Subject: Re: "Well, I want to switch over to replace EMACS LISP with Guile."
From: Erik Naggum <erik@naggum.no>
Date: 16 Oct 2002 00:39:45 +0000
Newsgroups: comp.lang.lisp
Message-ID: <3243717585684194@naggum.no>

* Steven E. Harris
| For me, as a programmer, education has been the most valuable facet of
| open source software.  Saving money on it isn't as valuable as learning
| from it.

  I am happy to see this, and if it was not sufficiently clear from what I
  wrote, I favor sharing source code because I have learned this way myself
  and because most other industries let people share the accumulated skills
  of the trade.  Software vendors have a potential to keep things secret
  that is perhaps unique, much unlike respectable trades like medicine,
  law, engineering, architecture, etc.  It was certainly legitimate to rebel
  against the desire to hide everything and force everybody to start their
  own development efforts much "earlier" than the state of the art, but the
  new method of the rebels is not better than what they rebel against.

| Without broad access to others' source code, I would be limited to my
| textbooks, or perhaps to my peers' work at my current employer.

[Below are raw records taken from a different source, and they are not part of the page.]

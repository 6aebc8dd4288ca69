use std::time::Duration;

use sqlx::{PgPool, postgres::PgPoolOptions};

pub mod dto;
pub mod error;
pub mod models;
pub mod repository;

use error::Result;

/// Shared handle on the PostgreSQL connection pool.
///
/// Cloning is cheap; every request borrows connections from the same pool.
#[derive(Debug, Clone)]
pub struct Database {
    pool: PgPool,
}

impl Database {
    pub async fn new(database_url: &str, max_connections: u32) -> Result<Self> {
        let pool = PgPoolOptions::new()
            .max_connections(max_connections)
            .acquire_timeout(Duration::from_secs(5))
            .connect(database_url)
            .await?;

        Ok(Self { pool })
    }

    pub fn from_pool(pool: PgPool) -> Self {
        Self { pool }
    }

    pub fn pool(&self) -> &PgPool {
        &self.pool
    }

    /// Applies the embedded migrations under `crates/storage/migrations`
    pub async fn run_migrations(&self) -> Result<()> {
        sqlx::migrate!("./migrations").run(&self.pool).await?;
        Ok(())
    }
}
//! Repository tests against a real PostgreSQL database.
//!
//! Each test gets a fresh database with the migrations applied; point
//! `DATABASE_URL` at a server and run `cargo test -p storage -- --ignored`.

use sqlx::PgPool;
use storage::{
    dto::{
        athlete::{AthleteColumns, AthleteQuery, CreateAthleteRequest, UpdateAthleteRequest},
        category::{CategoryRef, CreateCategoryRequest},
        common::PaginationParams,
        training_center::{CreateTrainingCenterRequest, TrainingCenterRef},
    },
    error::StorageError,
    models::{Category, TrainingCenter},
    repository::{
        athlete::AthleteRepository, category::CategoryRepository,
        training_center::TrainingCenterRepository,
    },
};
use uuid::Uuid;

async fn seed(pool: &PgPool) -> (Category, TrainingCenter) {
    let category = CategoryRepository::new(pool)
        .create(
            &CreateCategoryRequest {
                nome: "Iniciante".to_string(),
            }
            .into_category(),
        )
        .await
        .unwrap();

    let center = TrainingCenterRepository::new(pool)
        .create(
            &CreateTrainingCenterRequest {
                nome: "CT Central".to_string(),
                endereco: "Rua das Flores, 100".to_string(),
                telefone: None,
                proprietario: "Marcos".to_string(),
            }
            .into_training_center(),
        )
        .await
        .unwrap();

    (category, center)
}

fn athlete_request(nome: &str, cpf: &str) -> CreateAthleteRequest {
    CreateAthleteRequest {
        nome: nome.to_string(),
        cpf: cpf.to_string(),
        idade: 25,
        peso: 80.0,
        altura: 1.80,
        sexo: "H".to_string(),
        categoria: CategoryRef {
            nome: "Iniciante".to_string(),
        },
        centro_treinamento: TrainingCenterRef {
            nome: "CT Central".to_string(),
        },
    }
}

#[sqlx::test(migrations = "./migrations")]
#[ignore = "requires PostgreSQL via DATABASE_URL"]
async fn category_lookup_by_name_and_id(pool: PgPool) {
    let (category, _) = seed(&pool).await;
    let repo = CategoryRepository::new(&pool);

    let by_name = repo.find_by_name("Iniciante").await.unwrap().unwrap();
    assert_eq!(by_name.id, category.id);
    assert!(repo.find_by_name("Elite").await.unwrap().is_none());

    let by_id = repo.find_by_id(category.id).await.unwrap();
    assert_eq!(by_id.nome, "Iniciante");
    assert!(matches!(
        repo.find_by_id(Uuid::new_v4()).await,
        Err(StorageError::NotFound)
    ));
}

#[sqlx::test(migrations = "./migrations")]
#[ignore = "requires PostgreSQL via DATABASE_URL"]
async fn duplicate_category_is_a_constraint_violation(pool: PgPool) {
    seed(&pool).await;

    let err = CategoryRepository::new(&pool)
        .create(
            &CreateCategoryRequest {
                nome: "Iniciante".to_string(),
            }
            .into_category(),
        )
        .await
        .unwrap_err();

    assert!(matches!(err, StorageError::ConstraintViolation(_)));
}

#[sqlx::test(migrations = "./migrations")]
#[ignore = "requires PostgreSQL via DATABASE_URL"]
async fn listing_pages_carry_the_total(pool: PgPool) {
    let repo = CategoryRepository::new(&pool);
    for nome in ["A", "B", "C"] {
        repo.create(
            &CreateCategoryRequest {
                nome: nome.to_string(),
            }
            .into_category(),
        )
        .await
        .unwrap();
    }

    let (page, total) = repo.list(PaginationParams::new(2, 1)).await.unwrap();
    assert_eq!(total, 3);
    let names: Vec<_> = page.into_iter().map(|c| c.nome).collect();
    assert_eq!(names, vec!["B", "C"]);
}

#[sqlx::test(migrations = "./migrations")]
#[ignore = "requires PostgreSQL via DATABASE_URL"]
async fn athlete_insert_rejects_duplicate_cpf(pool: PgPool) {
    let (category, center) = seed(&pool).await;
    let repo = AthleteRepository::new(&pool);

    repo.create(&athlete_request("João", "11122233344").to_athlete(category.id, center.id))
        .await
        .unwrap();
    let err = repo
        .create(&athlete_request("Maria", "11122233344").to_athlete(category.id, center.id))
        .await
        .unwrap_err();

    match err {
        StorageError::ConstraintViolation(msg) => assert!(msg.contains("11122233344")),
        other => panic!("unexpected error: {other:?}"),
    }
    assert_eq!(repo.count().await.unwrap(), 1);
}

#[sqlx::test(migrations = "./migrations")]
#[ignore = "requires PostgreSQL via DATABASE_URL"]
async fn athlete_insert_with_dangling_reference_is_invalid(pool: PgPool) {
    let (category, _) = seed(&pool).await;

    let err = AthleteRepository::new(&pool)
        .create(&athlete_request("João", "11122233344").to_athlete(category.id, Uuid::new_v4()))
        .await
        .unwrap_err();

    assert!(matches!(err, StorageError::InvalidReference(_)));
}

#[sqlx::test(migrations = "./migrations")]
#[ignore = "requires PostgreSQL via DATABASE_URL"]
async fn search_combines_filters(pool: PgPool) {
    let (category, center) = seed(&pool).await;
    let repo = AthleteRepository::new(&pool);
    repo.create(&athlete_request("João", "11122233344").to_athlete(category.id, center.id))
        .await
        .unwrap();
    repo.create(&athlete_request("João", "55566677788").to_athlete(category.id, center.id))
        .await
        .unwrap();

    let by_name = repo
        .search(&AthleteQuery {
            nome: Some("João".to_string()),
            ..Default::default()
        })
        .await
        .unwrap();
    assert_eq!(by_name.len(), 2);

    let by_name_and_cpf = repo
        .search(&AthleteQuery {
            nome: Some("João".to_string()),
            cpf: Some("55566677788".to_string()),
            ..Default::default()
        })
        .await
        .unwrap();
    assert_eq!(by_name_and_cpf.len(), 1);
    assert_eq!(by_name_and_cpf[0].categoria_nome, "Iniciante");
    assert_eq!(by_name_and_cpf[0].centro_treinamento_nome, "CT Central");
}

#[sqlx::test(migrations = "./migrations")]
#[ignore = "requires PostgreSQL via DATABASE_URL"]
async fn update_persists_only_patched_fields(pool: PgPool) {
    let (category, center) = seed(&pool).await;
    let repo = AthleteRepository::new(&pool);
    let created = repo
        .create(&athlete_request("João", "11122233344").to_athlete(category.id, center.id))
        .await
        .unwrap();

    let patch = UpdateAthleteRequest {
        nome: Some("João Silva".to_string()),
        idade: None,
    };
    let updated = repo.update(created.id, &patch).await.unwrap();

    assert_eq!(updated.nome, "João Silva");
    assert_eq!(updated.idade, created.idade);
    assert_eq!(updated.cpf, created.cpf);
    assert_eq!(updated.created_at, created.created_at);
}

#[sqlx::test(migrations = "./migrations")]
#[ignore = "requires PostgreSQL via DATABASE_URL"]
async fn interleaved_patches_keep_each_others_fields(pool: PgPool) {
    let (category, center) = seed(&pool).await;
    let repo = AthleteRepository::new(&pool);
    let created = repo
        .create(&athlete_request("João", "11122233344").to_athlete(category.id, center.id))
        .await
        .unwrap();

    // First writer reads the row, then a second writer changes the age
    // before the first one commits its rename.
    let stale = repo.find_by_id(created.id).await.unwrap();
    let age_patch = UpdateAthleteRequest {
        nome: None,
        idade: Some(40),
    };
    repo.update(created.id, &age_patch).await.unwrap();

    let rename = UpdateAthleteRequest {
        nome: Some("Ana".to_string()),
        idade: None,
    };
    repo.update(stale.id, &rename).await.unwrap();

    let current = repo.find_by_id(created.id).await.unwrap();
    assert_eq!(current.nome, "Ana");
    assert_eq!(current.idade, 40);
    assert_eq!(stale.idade, 25);
}

#[sqlx::test(migrations = "./migrations")]
#[ignore = "requires PostgreSQL via DATABASE_URL"]
async fn update_of_missing_athlete_is_not_found(pool: PgPool) {
    let repo = AthleteRepository::new(&pool);
    let patch = UpdateAthleteRequest {
        nome: Some("Ana".to_string()),
        idade: None,
    };

    assert!(matches!(
        repo.update(Uuid::new_v4(), &patch).await,
        Err(StorageError::NotFound)
    ));
}

#[sqlx::test(migrations = "./migrations")]
#[ignore = "requires PostgreSQL via DATABASE_URL"]
async fn projection_returns_only_selected_columns(pool: PgPool) {
    let (category, center) = seed(&pool).await;
    let repo = AthleteRepository::new(&pool);
    repo.create(&athlete_request("João", "11122233344").to_athlete(category.id, center.id))
        .await
        .unwrap();

    let columns = AthleteColumns {
        categoria: true,
        ..Default::default()
    };
    let (rows, total) = repo
        .list_projection(columns, PaginationParams::default())
        .await
        .unwrap();

    assert_eq!(total, 1);
    assert_eq!(rows[0].categoria.as_deref(), Some("Iniciante"));
    assert!(rows[0].nome.is_none());
    assert!(rows[0].centro_treinamento.is_none());
}

#[sqlx::test(migrations = "./migrations")]
#[ignore = "requires PostgreSQL via DATABASE_URL"]
async fn delete_removes_the_row(pool: PgPool) {
    let (category, center) = seed(&pool).await;
    let repo = AthleteRepository::new(&pool);
    let created = repo
        .create(&athlete_request("João", "11122233344").to_athlete(category.id, center.id))
        .await
        .unwrap();

    repo.delete(created.id).await.unwrap();

    assert!(matches!(repo.find_by_id(created.id).await, Err(StorageError::NotFound)));
    assert!(matches!(repo.delete(created.id).await, Err(StorageError::NotFound)));
}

  This is where I think people go wrong.  Truly vast applications and
  billions of lines of code has been developed at universities.  Most, if
  not all, of this is available to practitioners in the field.  The one big
  gripe against "university code" is that it is not itself intended to be
  the main winning point -- getting some degree is.  This changes the value
  system of software development.  Commercial development has another value
  system entirely, and free software development yet another.  It is not
  obvious which one would succeed if industry wanted plug'n'play employees,
  but the commercial model did not exactly get an opportunity to show
  itself before it was denounced on largely misguided terms.

| I agree that not all open-source code is worth learning from.  Then
| again, neither is all of the in-house code I have access to.  Having more
| examples - both positive and negative - available for study provides
| vicarious experience and helps refine one's taste.

  But then there is the time cost of learning...

| As a shining example, consider Boost.  Much of my C++ knowledge is built
| atop techniques and style exhibited in these libraries.

  I have heard much good about this, and if I had an interest in C++, I
  would have looked closely at it from the great reviews alone.

  Perhaps to the point, C++ is just the kind of language (and community)
  that produces heaps and heaps of incredibly rotten code in a language
  that is implemented and understood poorly, so I have quipped that life is
  too long to be good at C++ -- if you had spent all that time to become
  good at it, you would essentially have to work with it, too, to get back
  the costs, and that would just be some long, drawn-out torture.  I gave
  up on C++ in 1994 but have good friends who tell me that I really miss
  out on major developments.  Unlike most here, it seems, I happen to think
  Java is a serious improvement on what went before it and should be known,
  perhaps mostly for its rich community and libraries and its adaptability.
  The code you do not have to write should be worth a lot to you -- and if
  it comes in the shape of supported libraries from a good vendor, I think
  that is much better than relying on community-developed software of
  dubious quality and little commitment.

  On that tangent, it is probably the lack of commitment and follow-through
  that bothers me with the "free" software, and nobody can take it and make
  a serious buck on improving it to be fully polished products because they
  /have/ to "share" their changes.  Maintenance, quality assurance, etc,
  are very expensive processes, but the result is indistinguishable, qua
  copyable files, from shoddy code.  So "the boring part" of the software
  cycle never gets completed or even really started by unpaid people.

  In the much-lamentable Old Days, when fewer programmers could get at the
  source code, it had higher quality and was better to learn from.  As more
  people with less commitment to quality and much less attention to detail
  got involved in writing it, its educational value diminished, too.  It is
  like going to a library full of books that took 50 man-years to produce
  each, inventing a way to cut down the costs to a few man-months per book
  by copying and randomly improving on other books, and then wondering why
  nobody thinks your library full of these cheaper books is an inspiration
  to future authors.  Like Microsoft was a once-in-a-civilization thing and
  could not be repeated by anyone now that we have seen how much damage can
  be done by such people, I believe Free Software is another once-in-a-
  civilization thing that must be declared to have won or failed, and then
  we move on to something better.  Once a good thing, it has survived the
  achievement of its goals and now produces more problems than alternatives
  it was intended to fight.  This happens to a lot of mediocre ideas.
  

-- 
Erik Naggum, Oslo, Norway

Act from reason, and failure makes you rethink and study harder.
Act from faith, and failure makes you blame someone and push harder.